#### [TASK INSTRUCTIONS]
Gather all lines in the entries that include the word "HttpDeidService".

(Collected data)
= = = = =

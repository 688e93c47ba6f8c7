//! Deterministic tokenization of policy-selected columns.
//!
//! - [`Tokenizer`]: batches, de-duplicates, caches and retries service calls
//! - [`CallGate`]: run-wide concurrency and rate limit for service calls
//! - [`LocalDeidService`]: in-process HMAC tokens
//! - [`HttpDeidService`]: remote de-identification endpoint

mod cache;
mod gate;
mod http;
mod local;

pub use cache::{CacheStats, TokenCache};
pub use gate::CallGate;
pub use http::HttpDeidService;
pub use local::{mask, LocalDeidService};

use std::collections::{HashMap, HashSet};
use std::sync::Arc;
use std::time::Duration;

use futures::future::join_all;
use tokio_util::sync::CancellationToken;
use tracing::{debug, info};

use crate::config::{DlpConfig, MigrationConfig};
use crate::core::{ColumnPolicy, DeidService, SourceRow, SqlValue, TokenRequest, TokenizedRow};
use crate::error::{MigrateError, Result};
use crate::pipeline::RetryPolicy;

/// Result of tokenizing one row. A failed row never carries raw values.
pub type RowOutcome = Result<TokenizedRow>;

/// Tokenizer tuning.
#[derive(Debug, Clone, Copy)]
pub struct TokenizerConfig {
    /// Values per service call.
    pub batch_size: usize,
    /// In-flight calls across all tables.
    pub max_concurrent_calls: usize,
    /// Client-side call rate across all tables.
    pub requests_per_second: u32,
    /// Tokens kept in the run-scoped cache; 0 disables caching.
    pub cache_entries: usize,
    pub retry: RetryPolicy,
}

impl Default for TokenizerConfig {
    fn default() -> Self {
        Self::from_config(&MigrationConfig::default())
    }
}

impl TokenizerConfig {
    pub fn from_config(config: &MigrationConfig) -> Self {
        Self {
            batch_size: config.tokenize_batch_size.max(1),
            max_concurrent_calls: config.max_concurrent_tokenize_calls,
            requests_per_second: config.tokenize_requests_per_second,
            cache_entries: config.token_cache_entries,
            retry: RetryPolicy::from_config(config),
        }
    }
}

/// Replaces sensitive column values with tokens from a [`DeidService`].
///
/// One tokenizer is shared by every table stream of a run; its cache and
/// call gate are run-scoped.
pub struct Tokenizer {
    service: Arc<dyn DeidService>,
    cache: TokenCache,
    gate: CallGate,
    config: TokenizerConfig,
    cancel: CancellationToken,
}

impl Tokenizer {
    pub fn new(
        service: Arc<dyn DeidService>,
        config: TokenizerConfig,
        cancel: CancellationToken,
    ) -> Self {
        Self {
            gate: CallGate::new(config.max_concurrent_calls, config.requests_per_second),
            cache: TokenCache::new(config.cache_entries),
            service,
            config,
            cancel,
        }
    }

    pub fn cache_stats(&self) -> CacheStats {
        self.cache.stats()
    }

    /// Tokenize a single row.
    pub async fn tokenize_row(&self, policy: &ColumnPolicy, row: SourceRow) -> Result<TokenizedRow> {
        self.tokenize_rows(policy, vec![row])
            .await
            .pop()
            .unwrap_or_else(|| Err(MigrateError::deid_fatal("no outcome for row")))
    }

    /// Tokenize a page of rows from one table.
    ///
    /// Returns one outcome per input row, in input order. A row succeeds only
    /// if every selected non-NULL column received a token.
    pub async fn tokenize_rows(&self, policy: &ColumnPolicy, rows: Vec<SourceRow>) -> Vec<RowOutcome> {
        if policy.is_passthrough() {
            return rows.into_iter().map(|r| Ok(TokenizedRow::passthrough(r))).collect();
        }

        let plans: Vec<Vec<(usize, TokenRequest)>> =
            rows.iter().map(|row| plan_row(policy, row)).collect();

        // Resolve from cache, collect the rest once each.
        let mut resolved: HashMap<TokenRequest, String> = HashMap::new();
        let mut queued: HashSet<&TokenRequest> = HashSet::new();
        let mut pending: Vec<TokenRequest> = Vec::new();
        for req in plans.iter().flatten().map(|(_, r)| r) {
            if resolved.contains_key(req) || queued.contains(req) {
                continue;
            }
            match self.cache.get(req) {
                Some(token) => {
                    resolved.insert(req.clone(), token);
                }
                None => {
                    queued.insert(req);
                    pending.push(req.clone());
                }
            }
        }

        let mut failed: HashMap<TokenRequest, String> = HashMap::new();
        if !pending.is_empty() {
            let chunks: Vec<&[TokenRequest]> = pending.chunks(self.config.batch_size).collect();
            debug!(
                "tokenizing {} distinct values in {} calls",
                pending.len(),
                chunks.len()
            );
            let results = join_all(chunks.iter().map(|chunk| self.call(chunk))).await;

            for (chunk, result) in chunks.iter().zip(results) {
                match result {
                    Ok(tokens) => {
                        self.cache.insert_all(chunk, &tokens);
                        for (req, token) in chunk.iter().zip(tokens) {
                            resolved.insert(req.clone(), token);
                        }
                    }
                    Err(MigrateError::Cancelled) => {
                        return rows.iter().map(|_| Err(MigrateError::Cancelled)).collect();
                    }
                    Err(e) => {
                        let message = e.to_string();
                        for req in chunk.iter() {
                            failed.insert(req.clone(), message.clone());
                        }
                    }
                }
            }
        }

        rows.into_iter()
            .zip(plans)
            .map(|(row, plan)| apply_tokens(row, plan, &resolved, &failed))
            .collect()
    }

    /// One gated, retried service call.
    async fn call(&self, chunk: &[TokenRequest]) -> Result<Vec<String>> {
        self.config
            .retry
            .run("de-identification call", &self.cancel, |attempt| async move {
                let _permit = self.gate.acquire(&self.cancel).await?;
                if attempt > 1 {
                    debug!("retrying {} values (attempt {})", chunk.len(), attempt);
                }
                let tokens = self.service.tokenize(chunk).await?;
                if tokens.len() != chunk.len() {
                    return Err(MigrateError::deid_fatal(format!(
                        "service returned {} tokens for {} values",
                        tokens.len(),
                        chunk.len()
                    )));
                }
                Ok(tokens)
            })
            .await
    }
}

/// Token requests for every selected non-NULL column of a row.
fn plan_row(policy: &ColumnPolicy, row: &SourceRow) -> Vec<(usize, TokenRequest)> {
    row.iter()
        .enumerate()
        .filter_map(|(idx, (column, value))| {
            let rule = policy.rule(column)?;
            let value = value.canonical_string()?;
            Some((
                idx,
                TokenRequest {
                    domain: rule.domain.clone(),
                    strategy: rule.strategy,
                    value,
                },
            ))
        })
        .collect()
}

fn apply_tokens(
    row: SourceRow,
    plan: Vec<(usize, TokenRequest)>,
    resolved: &HashMap<TokenRequest, String>,
    failed: &HashMap<TokenRequest, String>,
) -> RowOutcome {
    if plan.is_empty() {
        return Ok(TokenizedRow::passthrough(row));
    }

    let SourceRow {
        table,
        offset,
        columns,
        mut values,
    } = row;
    let mut tokenized = Vec::with_capacity(plan.len());

    for (idx, req) in plan {
        match resolved.get(&req) {
            Some(token) => {
                values[idx] = SqlValue::Text(token.clone());
                tokenized.push(idx);
            }
            None => {
                let reason = failed
                    .get(&req)
                    .map(String::as_str)
                    .unwrap_or("no token returned");
                return Err(MigrateError::Tokenization {
                    table,
                    offset,
                    message: format!("column '{}': {}", columns[idx], reason),
                });
            }
        }
    }

    Ok(TokenizedRow {
        table,
        offset,
        columns,
        values,
        tokenized,
    })
}

/// Build the de-identification service named by the configuration.
pub fn service_from_config(
    dlp: &DlpConfig,
    project: Option<&str>,
) -> Result<Arc<dyn DeidService>> {
    match dlp.service.as_str() {
        "local" => {
            let key = dlp.resolve_key().ok_or_else(|| {
                MigrateError::Config(format!(
                    "the local de-identification service needs dlp.key or ${}",
                    dlp.key_env
                ))
            })?;
            info!("Using local HMAC de-identification service");
            Ok(Arc::new(LocalDeidService::new(
                key.into_bytes(),
                dlp.token_prefix.clone(),
            )?))
        }
        "http" => {
            let endpoint = dlp.endpoint.clone().ok_or_else(|| {
                MigrateError::Config("dlp.endpoint is required for the http service".into())
            })?;
            info!("Using HTTP de-identification service at {}", endpoint);
            Ok(Arc::new(HttpDeidService::new(
                endpoint,
                project.map(str::to_string),
                dlp.api_token.clone(),
                Duration::from_secs(dlp.request_timeout_secs),
            )?))
        }
        other => Err(MigrateError::Config(format!(
            "Unknown de-identification service '{}'. Supported: local, http",
            other
        ))),
    }
}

= = = = =

#### [EXERCISE OUTPUT]
//! - [`HttpDeidService`]: remote de-identification endpoint
pub use http::HttpDeidService;
            Ok(Arc::new(HttpDeidService::new(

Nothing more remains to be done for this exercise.